Per questi pazienti sono indispensabili un approccio interdisciplinare e una speciale attenzione psicologica. Occorre trasmettere loro con forza il messaggio che, sebbene nessuna terapia abbia efficacia risolutiva, una opportuna combinazione di farmaci e cure fisioterapiche e posturali può essere di aiuto mentre – aspetto incoraggiante – il decorso della malattia non è progressivo: non vi sarà peggioramento.
Utile la terapia comportamentale cognitiva e di gran moda negli ultimi tempi la meditazione “concentrata” mutuata dal Buddismo (mindfulness meditation).

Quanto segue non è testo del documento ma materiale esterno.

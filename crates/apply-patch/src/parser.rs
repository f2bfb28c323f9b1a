//! This module is responsible for parsing & validating a patch into a list of "hunks".
//! (It does not attempt to actually check that the patch can be applied to the filesystem.)
//!
//! The official Lark grammar for the apply-patch format is:
//!
//! start: begin_patch hunk+ end_patch
//! begin_patch: "*** Begin Patch" LF
//! end_patch: "*** End Patch" LF?
//!
//! hunk: add_hunk | delete_hunk | update_hunk
//! add_hunk: "*** Add File: " filename LF add_line+
//! delete_hunk: "*** Delete File: " filename LF
//! update_hunk: "*** Update File: " filename LF change_move? change?
//! filename: /(.+)/
//! add_line: "+" /(.+)/ LF -> line
//!
//! change_move: "*** Move to: " filename LF
//! change: (change_context | change_line)+ eof_line?
//! change_context: ("@@" | "@@ " /(.+)/) LF
//! change_line: ("+" | "-" | " ") /(.+)/ LF
//! eof_line: "*** End of File" LF
//!
//! The parser below is a little more lenient than the explicit spec and allows for
//! leading/trailing whitespace around patch markers.
use crate::ApplyPatchArgs;
use std::path::Path;
use std::path::PathBuf;

use thiserror::Error;

const BEGIN_PATCH_MARKER: &str = "*** Begin Patch";
const END_PATCH_MARKER: &str = "*** End Patch";
const ADD_FILE_MARKER: &str = "*** Add File: ";
const DELETE_FILE_MARKER: &str = "*** Delete File: ";
const UPDATE_FILE_MARKER: &str = "*** Update File: ";
const MOVE_TO_MARKER: &str = "*** Move to: ";
const EOF_MARKER: &str = "*** End of File";
const CHANGE_CONTEXT_MARKER: &str = "@@ ";
const EMPTY_CHANGE_CONTEXT_MARKER: &str = "@@";

/// Currently, the only OpenAI model that knowingly requires lenient parsing is
/// gpt-4.1. While we could try to require everyone to pass in a strictness
/// param when invoking apply_patch, it is a pain to thread it through all of
/// the call sites, so we resign ourselves allowing lenient parsing for all
/// models. See [`ParseMode::Lenient`] for details on the exceptions we make for
/// gpt-4.1.
const PARSE_IN_STRICT_MODE: bool = false;

#[derive(Debug, PartialEq, Error, Clone)]
pub enum ParseError {
    #[error("invalid patch: {0}")]
    InvalidPatchError(String),
    #[error("invalid hunk at line {line_number}, {message}")]
    InvalidHunkError { message: String, line_number: usize },
}
use ParseError::*;

#[derive(Debug, PartialEq, Clone)]
#[allow(clippy::enum_variant_names)]
pub enum Hunk {
    AddFile {
        path: PathBuf,
        contents: String,
    },
    DeleteFile {
        path: PathBuf,
    },
    UpdateFile {
        path: PathBuf,
        move_path: Option<PathBuf>,

        /// Chunks should be in order, i.e. the `change_context` of one chunk
        /// should occur later in the file than the previous chunk.
        chunks: Vec<UpdateFileChunk>,
    },
}

impl Hunk {
    pub fn resolve_path(&self, cwd: &Path) -> PathBuf {
        match self {
            Hunk::AddFile { path, .. } => cwd.join(path),
            Hunk::DeleteFile { path } => cwd.join(path),
            Hunk::UpdateFile { path, .. } => cwd.join(path),
        }
    }
}

use Hunk::*;

#[derive(Debug, PartialEq, Clone)]
pub struct UpdateFileChunk {
    /// A single line of context used to narrow down the position of the chunk
    /// (this is usually a class, method, or function definition.)
    pub change_context: Option<String>,

    /// A contiguous block of lines that should be replaced with `new_lines`.
    /// `old_lines` must occur strictly after `change_context`.
    pub old_lines: Vec<String>,
    pub new_lines: Vec<String>,

    /// If set to true, `old_lines` must occur at the end of the source file.
    /// (Tolerance around trailing newlines should be encouraged.)
    pub is_end_of_file: bool,
}

pub fn parse_patch(patch: &str) -> Result<ApplyPatchArgs, ParseError> {
    let mode = if PARSE_IN_STRICT_MODE {
        ParseMode::Strict
    } else {
        ParseMode::Lenient
    };
    parse_patch_text(patch, mode)
}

L’agopuntura è inefficace, ma anche gli analgesici-antinfiammatori (Aulin, Brufen, Sinflex, Voltaren e tutti i cosiddetti FANS) hanno scarsa utilità; gli antidepressivi triciclici sono spesso usati ma con risultati modesti, come pure insoddisfacenti si sono dimostrati i farmaci IRS (Prozac, Entact Zoloft ecc.) o altri neurotropi.
I cortisonici e gli oppiacei non hanno posto in questa patologia. I dati di laboratorio mantengono la loro negatività nel tempo: stabili i sintomi, stabili (nella persistente normalità) gli esami ematochimici e radiolgici.
Con un programma ben organizzato, pur con sintomi cronici, i pazienti fibromialgici, resi consapevoli della innocuità della malattia, accompagnati e seguiti in un’attività cinetica idonea, possono avere una vita proficua sul lavoro e in società.